Data entries
# # # #
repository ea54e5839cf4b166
pub mod paths;
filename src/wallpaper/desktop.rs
//! Desktop environment detection and the background-setting capability

use std::fmt;
use std::path::Path;
use thiserror::Error;

use super::{gnome, kwin};

#[derive(Error, Debug)]
pub enum DesktopError {
    #[error("Desktop environment '{0}' is not supported, background not applied")]
    Unsupported(String),

    #[error("Failed to apply background: {0}")]
    CommandFailed(String),
}

impl From<anyhow::Error> for DesktopError {
    fn from(e: anyhow::Error) -> Self {
        DesktopError::CommandFailed(format!("{:#}", e))
    }
}

/// Something that can make an image file the live desktop background
pub trait BackgroundSetter {
    fn apply(&self, image_path: &Path) -> Result<(), DesktopError>;
}

#[derive(Debug, Clone, PartialEq, Eq)]
pub enum DesktopEnvironment {
    Gnome,
    Kde,
    Unsupported(String),
}

impl DesktopEnvironment {
    pub fn detect() -> Self {
        Self::from_current_desktop(std::env::var("XDG_CURRENT_DESKTOP").ok().as_deref())
    }

    /// Classify an `XDG_CURRENT_DESKTOP` value such as `ubuntu:GNOME` or `KDE`.
    pub fn from_current_desktop(value: Option<&str>) -> Self {
        let Some(value) = value.map(str::trim).filter(|v| !v.is_empty()) else {
            return DesktopEnvironment::Unsupported("unknown".to_string());
        };

        let parts = || value.split(':').map(str::to_lowercase);
        if parts().any(|p| p == "gnome") {
            DesktopEnvironment::Gnome
        } else if parts().any(|p| p == "kde") {
            DesktopEnvironment::Kde
        } else {
            DesktopEnvironment::Unsupported(value.to_string())
        }
    }

    pub fn name(&self) -> String {
        match self {
            DesktopEnvironment::Gnome => "GNOME".to_string(),
            DesktopEnvironment::Kde => "KDE".to_string(),
            DesktopEnvironment::Unsupported(name) => name.clone(),
        }
    }
}

impl fmt::Display for DesktopEnvironment {
    fn fmt(&self, f: &mut fmt::Formatter<'_>) -> fmt::Result {
        f.write_str(&self.name())
    }
}

impl BackgroundSetter for DesktopEnvironment {
    fn apply(&self, image_path: &Path) -> Result<(), DesktopError> {
        match self {
            DesktopEnvironment::Gnome => Ok(gnome::apply_wallpaper(image_path)?),
            DesktopEnvironment::Kde => Ok(kwin::apply_wallpaper(image_path)?),
            DesktopEnvironment::Unsupported(name) => Err(DesktopError::Unsupported(name.clone())),
        }
    }
}

#[cfg(test)]
mod tests {
    use super::*;
    use serial_test::serial;

    #[test]
    fn test_detection() {
        assert_eq!(
            DesktopEnvironment::from_current_desktop(Some("ubuntu:GNOME")),
            DesktopEnvironment::Gnome
        );
        assert_eq!(
            DesktopEnvironment::from_current_desktop(Some("GNOME")),
            DesktopEnvironment::Gnome
        );
        assert_eq!(
            DesktopEnvironment::from_current_desktop(Some("KDE")),
            DesktopEnvironment::Kde
        );
        assert_eq!(
            DesktopEnvironment::from_current_desktop(Some("X-Cinnamon")),
            DesktopEnvironment::Unsupported("X-Cinnamon".to_string())
        );
        assert_eq!(
            DesktopEnvironment::from_current_desktop(None),
            DesktopEnvironment::Unsupported("unknown".to_string())
        );
        assert_eq!(
            DesktopEnvironment::from_current_desktop(Some("  ")),
            DesktopEnvironment::Unsupported("unknown".to_string())
        );
    }

    #[test]
    #[serial]
    fn test_detect_reads_current_desktop() {
        let previous = std::env::var("XDG_CURRENT_DESKTOP").ok();
        // SAFETY: env access is serialized across tests
        unsafe { std::env::set_var("XDG_CURRENT_DESKTOP", "KDE") };
        assert_eq!(DesktopEnvironment::detect(), DesktopEnvironment::Kde);
        unsafe { std::env::remove_var("XDG_CURRENT_DESKTOP") };
        assert_eq!(
            DesktopEnvironment::detect(),
            DesktopEnvironment::Unsupported("unknown".to_string())
        );
        if let Some(value) = previous {
            unsafe { std::env::set_var("XDG_CURRENT_DESKTOP", value) };
        }
    }

    #[test]
    fn test_unsupported_apply_is_an_error() {
        let env = DesktopEnvironment::Unsupported("Hyprland".to_string());
        let err = env.apply(Path::new("/tmp/wall.jpg")).unwrap_err();
        assert!(matches!(err, DesktopError::Unsupported(ref name) if name == "Hyprland"));
        assert!(err.to_string().contains("Hyprland"));
    }

    #[test]
    fn test_names() {
        assert_eq!(DesktopEnvironment::Gnome.name(), "GNOME");
        assert_eq!(DesktopEnvironment::Kde.to_string(), "KDE");
    }
}
//! Desktop-facing collaborators of the rotation: configuration, screen
//! geometry, compositing and background setting.

pub mod candidates;
pub mod canvas;
pub mod cli;
pub mod commands;
pub mod config;
pub mod desktop;
pub mod gnome;
pub mod kwin;
pub mod screen;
# # # #
_WORK TO COMPLETE:_
Print the entries again so that each one matches exactly.

_EXERCISE SOLUTION:_
repository ea54e5839cf4b166
pub mod paths;
filename src/wallpaper/desktop.rs
//! Desktop environment detection and the background-setting capability

use std::fmt;
use std::path::Path;
use thiserror::Error;

use super::{gnome, kwin};

#[derive(Error, Debug)]
pub enum DesktopError {
    #[error("Desktop environment '{0}' is not supported, background not applied")]
    Unsupported(String),

    #[error("Failed to apply background: {0}")]
    CommandFailed(String),
}

impl From<anyhow::Error> for DesktopError {
    fn from(e: anyhow::Error) -> Self {
        DesktopError::CommandFailed(format!("{:#}", e))
    }
}

/// Something that can make an image file the live desktop background
pub trait BackgroundSetter {
    fn apply(&self, image_path: &Path) -> Result<(), DesktopError>;
}

#[derive(Debug, Clone, PartialEq, Eq)]
pub enum DesktopEnvironment {
    Gnome,
    Kde,
    Unsupported(String),
}

impl DesktopEnvironment {
    pub fn detect() -> Self {
        Self::from_current_desktop(std::env::var("XDG_CURRENT_DESKTOP").ok().as_deref())
    }

    /// Classify an `XDG_CURRENT_DESKTOP` value such as `ubuntu:GNOME` or `KDE`.
    pub fn from_current_desktop(value: Option<&str>) -> Self {
        let Some(value) = value.map(str::trim).filter(|v| !v.is_empty()) else {
            return DesktopEnvironment::Unsupported("unknown".to_string());
        };

        let parts = || value.split(':').map(str::to_lowercase);
        if parts().any(|p| p == "gnome") {
            DesktopEnvironment::Gnome
        } else if parts().any(|p| p == "kde") {
            DesktopEnvironment::Kde
        } else {
            DesktopEnvironment::Unsupported(value.to_string())
        }
    }

    pub fn name(&self) -> String {
        match self {
            DesktopEnvironment::Gnome => "GNOME".to_string(),
            DesktopEnvironment::Kde => "KDE".to_string(),
            DesktopEnvironment::Unsupported(name) => name.clone(),
        }
    }
}

impl fmt::Display for DesktopEnvironment {
    fn fmt(&self, f: &mut fmt::Formatter<'_>) -> fmt::Result {
        f.write_str(&self.name())
    }
}

impl BackgroundSetter for DesktopEnvironment {
    fn apply(&self, image_path: &Path) -> Result<(), DesktopError> {
        match self {
            DesktopEnvironment::Gnome => Ok(gnome::apply_wallpaper(image_path)?),
            DesktopEnvironment::Kde => Ok(kwin::apply_wallpaper(image_path)?),
            DesktopEnvironment::Unsupported(name) => Err(DesktopError::Unsupported(name.clone())),
        }
    }
}

#[cfg(test)]
mod tests {
    use super::*;
    use serial_test::serial;

    #[test]
    fn test_detection() {
        assert_eq!(
            DesktopEnvironment::from_current_desktop(Some("ubuntu:GNOME")),
            DesktopEnvironment::Gnome
        );
        assert_eq!(
            DesktopEnvironment::from_current_desktop(Some("GNOME")),
            DesktopEnvironment::Gnome
        );
        assert_eq!(
            DesktopEnvironment::from_current_desktop(Some("KDE")),
            DesktopEnvironment::Kde
        );
        assert_eq!(
            DesktopEnvironment::from_current_desktop(Some("X-Cinnamon")),
            DesktopEnvironment::Unsupported("X-Cinnamon".to_string())
        );
        assert_eq!(
            DesktopEnvironment::from_current_desktop(None),
            DesktopEnvironment::Unsupported("unknown".to_string())
        );
        assert_eq!(
            DesktopEnvironment::from_current_desktop(Some("  ")),
            DesktopEnvironment::Unsupported("unknown".to_string())
        );
    }

    #[test]
    #[serial]
    fn test_detect_reads_current_desktop() {
        let previous = std::env::var("XDG_CURRENT_DESKTOP").ok();
        // SAFETY: env access is serialized across tests
        unsafe { std::env::set_var("XDG_CURRENT_DESKTOP", "KDE") };
        assert_eq!(DesktopEnvironment::detect(), DesktopEnvironment::Kde);
        unsafe { std::env::remove_var("XDG_CURRENT_DESKTOP") };
        assert_eq!(
            DesktopEnvironment::detect(),
            DesktopEnvironment::Unsupported("unknown".to_string())
        );
        if let Some(value) = previous {
            unsafe { std::env::set_var("XDG_CURRENT_DESKTOP", value) };
        }
    }

    #[test]
    fn test_unsupported_apply_is_an_error() {
        let env = DesktopEnvironment::Unsupported("Hyprland".to_string());
        let err = env.apply(Path::new("/tmp/wall.jpg")).unwrap_err();
        assert!(matches!(err, DesktopError::Unsupported(ref name) if name == "Hyprland"));
        assert!(err.to_string().contains("Hyprland"));
    }

    #[test]
    fn test_names() {
        assert_eq!(DesktopEnvironment::Gnome.name(), "GNOME");
        assert_eq!(DesktopEnvironment::Kde.to_string(), "KDE");
    }
}
//! Desktop-facing collaborators of the rotation: configuration, screen
//! geometry, compositing and background setting.

pub mod candidates;
pub mod canvas;
pub mod cli;
pub mod commands;
pub mod config;
pub mod desktop;
pub mod gnome;
pub mod kwin;
pub mod screen;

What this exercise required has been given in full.